Task details: In the records below, the lines from the one with "is not carved" through the last are to be printed exactly, and nothing else.

Materials provided:
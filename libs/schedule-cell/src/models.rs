// libs/schedule-cell/src/models.rs
use std::fmt;
use std::str::FromStr;

use chrono::{DateTime, NaiveDate, NaiveTime, Utc};
use serde::{Deserialize, Serialize};

use shared_models::{DoctorId, ScheduleEntryId, WindowId};

// ==============================================================================
// WEEKLY (RECURRING) SCHEDULE
// ==============================================================================

/// Recurring availability: the doctor is bookable every week on
/// `day_of_week` between `start_time` and `end_time` (half-open), optionally
/// limited to the `valid_from..=valid_to` calendar range.
#[derive(Debug, Clone, Serialize, Deserialize)]
pub struct WeeklyScheduleEntry {
    pub id: ScheduleEntryId,
    pub doctor_id: DoctorId,
    /// ISO-8601 weekday: 1 = Monday .. 7 = Sunday.
    pub day_of_week: u8,
    pub start_time: NaiveTime,
    pub end_time: NaiveTime,
    pub state: ScheduleState,
    pub valid_from: Option<NaiveDate>,
    pub valid_to: Option<NaiveDate>,
    pub created_at: DateTime<Utc>,
}

impl WeeklyScheduleEntry {
    /// Whether the recurring pattern applies on the given calendar date.
    pub fn applies_on(&self, date: NaiveDate) -> bool {
        if self.valid_from.is_some_and(|from| date < from) {
            return false;
        }
        if self.valid_to.is_some_and(|to| date > to) {
            return false;
        }
        true
    }

    /// Validity range with open ends widened to the calendar extremes,
    /// for intersecting two entries' applicable periods.
    pub fn validity_bounds(&self) -> (NaiveDate, NaiveDate) {
        (
            self.valid_from.unwrap_or(NaiveDate::MIN),
            self.valid_to.unwrap_or(NaiveDate::MAX),
        )
    }
}

#[derive(Debug, Clone, Copy, PartialEq, Eq, Serialize, Deserialize)]
#[serde(rename_all = "snake_case")]
pub enum ScheduleState {
    Active,
    Inactive,
}

impl fmt::Display for ScheduleState {
    fn fmt(&self, f: &mut fmt::Formatter<'_>) -> fmt::Result {
        match self {
            ScheduleState::Active => write!(f, "active"),
            ScheduleState::Inactive => write!(f, "inactive"),
        }
    }
}

impl FromStr for ScheduleState {
    type Err = ();

    fn from_str(s: &str) -> Result<Self, Self::Err> {
        match s {
            "active" => Ok(ScheduleState::Active),
            "inactive" => Ok(ScheduleState::Inactive),
            _ => Err(()),
        }
    }
}

// ==============================================================================
// DETAILED (ONE-OFF) SCHEDULE
// ==============================================================================

/// One-off availability layered on top of the weekly pattern for a single
/// calendar date: an extra shift, emergency coverage, and so on.
#[derive(Debug, Clone, Serialize, Deserialize)]
pub struct DetailedScheduleEntry {
    pub id: ScheduleEntryId,
    pub doctor_id: DoctorId,
    pub date: NaiveDate,
    pub start_time: NaiveTime,
    pub end_time: NaiveTime,
    pub kind: DetailedScheduleKind,
    pub state: DetailedScheduleState,
    pub created_by: Option<i64>,
    pub created_at: DateTime<Utc>,
}

#[derive(Debug, Clone, Copy, PartialEq, Eq, Serialize, Deserialize)]
#[serde(rename_all = "snake_case")]
pub enum DetailedScheduleKind {
    Shift,
    Extra,
    Emergency,
    Other,
}

impl fmt::Display for DetailedScheduleKind {
    fn fmt(&self, f: &mut fmt::Formatter<'_>) -> fmt::Result {
        match self {
            DetailedScheduleKind::Shift => write!(f, "shift"),
            DetailedScheduleKind::Extra => write!(f, "extra"),
            DetailedScheduleKind::Emergency => write!(f, "emergency"),
            DetailedScheduleKind::Other => write!(f, "other"),
        }
    }
}

impl FromStr for DetailedScheduleKind {
    type Err = ();

    fn from_str(s: &str) -> Result<Self, Self::Err> {
        match s {
            "shift" => Ok(DetailedScheduleKind::Shift),
            "extra" => Ok(DetailedScheduleKind::Extra),
            "emergency" => Ok(DetailedScheduleKind::Emergency),
            "other" => Ok(DetailedScheduleKind::Other),
            _ => Err(()),
        }
    }
}

#[derive(Debug, Clone, Copy, PartialEq, Eq, Serialize, Deserialize)]
#[serde(rename_all = "snake_case")]
pub enum DetailedScheduleState {
    Active,
    Inactive,
    Cancelled,
}

impl fmt::Display for DetailedScheduleState {
    fn fmt(&self, f: &mut fmt::Formatter<'_>) -> fmt::Result {
        match self {
            DetailedScheduleState::Active => write!(f, "active"),
            DetailedScheduleState::Inactive => write!(f, "inactive"),
            DetailedScheduleState::Cancelled => write!(f, "cancelled"),
        }
    }
}

impl FromStr for DetailedScheduleState {
    type Err = ();

    fn from_str(s: &str) -> Result<Self, Self::Err> {
        match s {
            "active" => Ok(DetailedScheduleState::Active),
            "inactive" => Ok(DetailedScheduleState::Inactive),
            "cancelled" => Ok(DetailedScheduleState::Cancelled),
            _ => Err(()),
        }
    }
}

// ==============================================================================
// TEMPORARY UNAVAILABILITY
// ==============================================================================

/// Date-range block (vacation, leave, training). Every date inside
/// `[start_date, end_date]` is fully blocked regardless of schedule entries.
#[derive(Debug, Clone, Serialize, Deserialize)]
pub struct UnavailabilityWindow {
    pub id: WindowId,
    pub doctor_id: DoctorId,
    pub start_date: NaiveDate,
    pub end_date: NaiveDate,
    pub kind: UnavailabilityKind,
    pub reason: Option<String>,
    pub state: ScheduleState,
    pub created_at: DateTime<Utc>,
}

impl UnavailabilityWindow {
    pub fn blocks(&self, date: NaiveDate) -> bool {
        self.state == ScheduleState::Active
            && shared_utils::interval::range_contains_date(self.start_date, self.end_date, date)
    }
}

#[derive(Debug, Clone, Copy, PartialEq, Eq, Serialize, Deserialize)]
#[serde(rename_all = "snake_case")]
pub enum UnavailabilityKind {
    Vacation,
    Leave,
    Training,
    Other,
}

impl fmt::Display for UnavailabilityKind {
    fn fmt(&self, f: &mut fmt::Formatter<'_>) -> fmt::Result {
        match self {
            UnavailabilityKind::Vacation => write!(f, "vacation"),
            UnavailabilityKind::Leave => write!(f, "leave"),
            UnavailabilityKind::Training => write!(f, "training"),
            UnavailabilityKind::Other => write!(f, "other"),
        }
    }
}

impl FromStr for UnavailabilityKind {
    type Err = ();

    fn from_str(s: &str) -> Result<Self, Self::Err> {
        match s {
            "vacation" => Ok(UnavailabilityKind::Vacation),
            "leave" => Ok(UnavailabilityKind::Leave),
            "training" => Ok(UnavailabilityKind::Training),
            "other" => Ok(UnavailabilityKind::Other),
            _ => Err(()),
        }
    }
}

// ==============================================================================
// REQUEST MODELS
// ==============================================================================
// Time-of-day values cross the boundary as "HH:MM[:SS]" strings and are
// parsed by the shared validators; dates cross as calendar dates.

#[derive(Debug, Clone, Serialize, Deserialize)]
pub struct CreateWeeklyScheduleRequest {
    pub doctor_id: DoctorId,
    pub day_of_week: u8,
    pub start_time: String,
    pub end_time: String,
    pub valid_from: Option<NaiveDate>,
    pub valid_to: Option<NaiveDate>,
}

#[derive(Debug, Clone, Default, Serialize, Deserialize)]
pub struct UpdateWeeklyScheduleRequest {
    pub start_time: Option<String>,
    pub end_time: Option<String>,
    pub state: Option<String>,
    pub valid_from: Option<NaiveDate>,
    pub valid_to: Option<NaiveDate>,
}

#[derive(Debug, Clone, Serialize, Deserialize)]
pub struct CreateDetailedScheduleRequest {
    pub doctor_id: DoctorId,
    pub date: NaiveDate,
    pub start_time: String,
    pub end_time: String,
    pub kind: String,
    pub created_by: Option<i64>,
}

#[derive(Debug, Clone, Default, Serialize, Deserialize)]
pub struct UpdateDetailedScheduleRequest {
    pub start_time: Option<String>,
    pub end_time: Option<String>,
    pub state: Option<String>,
}

#[derive(Debug, Clone, Serialize, Deserialize)]
pub struct CreateUnavailabilityRequest {
    pub doctor_id: DoctorId,
    pub start_date: NaiveDate,
    pub end_date: NaiveDate,
    pub kind: String,
    pub reason: Option<String>,
}

#[derive(Debug, Clone, Default, Serialize, Deserialize)]
pub struct UpdateUnavailabilityRequest {
    pub start_date: Option<NaiveDate>,
    pub end_date: Option<NaiveDate>,
    pub state: Option<String>,
    pub reason: Option<String>,
}

// ==============================================================================
// STORE ROW BUILDERS AND PATCHES
// ==============================================================================
// Validated values handed to the stores; the store assigns the id.

#[derive(Debug, Clone)]
pub struct NewWeeklyScheduleEntry {
    pub doctor_id: DoctorId,
    pub day_of_week: u8,
    pub start_time: NaiveTime,
    pub end_time: NaiveTime,
    pub state: ScheduleState,
    pub valid_from: Option<NaiveDate>,
    pub valid_to: Option<NaiveDate>,
    pub created_at: DateTime<Utc>,
}

#[derive(Debug, Clone, Default)]
pub struct WeeklySchedulePatch {
    pub start_time: Option<NaiveTime>,
    pub end_time: Option<NaiveTime>,
    pub state: Option<ScheduleState>,
    pub valid_from: Option<NaiveDate>,
    pub valid_to: Option<NaiveDate>,
}

#[derive(Debug, Clone)]
pub struct NewDetailedScheduleEntry {
    pub doctor_id: DoctorId,
    pub date: NaiveDate,
    pub start_time: NaiveTime,
    pub end_time: NaiveTime,
    pub kind: DetailedScheduleKind,
    pub state: DetailedScheduleState,
    pub created_by: Option<i64>,
    pub created_at: DateTime<Utc>,
}

#[derive(Debug, Clone, Default)]
pub struct DetailedSchedulePatch {
    pub start_time: Option<NaiveTime>,
    pub end_time: Option<NaiveTime>,
    pub state: Option<DetailedScheduleState>,
}

#[derive(Debug, Clone)]
pub struct NewUnavailabilityWindow {
    pub doctor_id: DoctorId,
    pub start_date: NaiveDate,
    pub end_date: NaiveDate,
    pub kind: UnavailabilityKind,
    pub reason: Option<String>,
    pub state: ScheduleState,
    pub created_at: DateTime<Utc>,
}

#[derive(Debug, Clone, Default)]
pub struct UnavailabilityPatch {
    pub start_date: Option<NaiveDate>,
    pub end_date: Option<NaiveDate>,
    pub state: Option<ScheduleState>,
    pub reason: Option<String>,
}

// ==============================================================================
// AVAILABILITY READ MODELS
// ==============================================================================

/// One bookable window on a given date, flagged occupied when any committed
/// appointment overlaps it. Whole-slot occupancy: the slot is not carved
/// into sub-ranges around the booking.
#[derive(Debug, Clone, PartialEq, Eq, Serialize, Deserialize)]
pub struct AvailabilitySlot {
    pub start_time: NaiveTime,
    pub end_time: NaiveTime,
    pub available: bool,
}

/// Committed appointment range handed across the appointment-store seam.
#[derive(Debug, Clone, Copy, PartialEq, Eq, Serialize, Deserialize)]
pub struct BookedRange {
    pub start_time: NaiveTime,
    pub end_time: NaiveTime,
}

Response:
/// appointment overlaps it. Whole-slot occupancy: the slot is not carved
/// into sub-ranges around the booking.
#[derive(Debug, Clone, PartialEq, Eq, Serialize, Deserialize)]
pub struct AvailabilitySlot {
    pub start_time: NaiveTime,
    pub end_time: NaiveTime,
    pub available: bool,
}

/// Committed appointment range handed across the appointment-store seam.
#[derive(Debug, Clone, Copy, PartialEq, Eq, Serialize, Deserialize)]
pub struct BookedRange {
    pub start_time: NaiveTime,
    pub end_time: NaiveTime,
}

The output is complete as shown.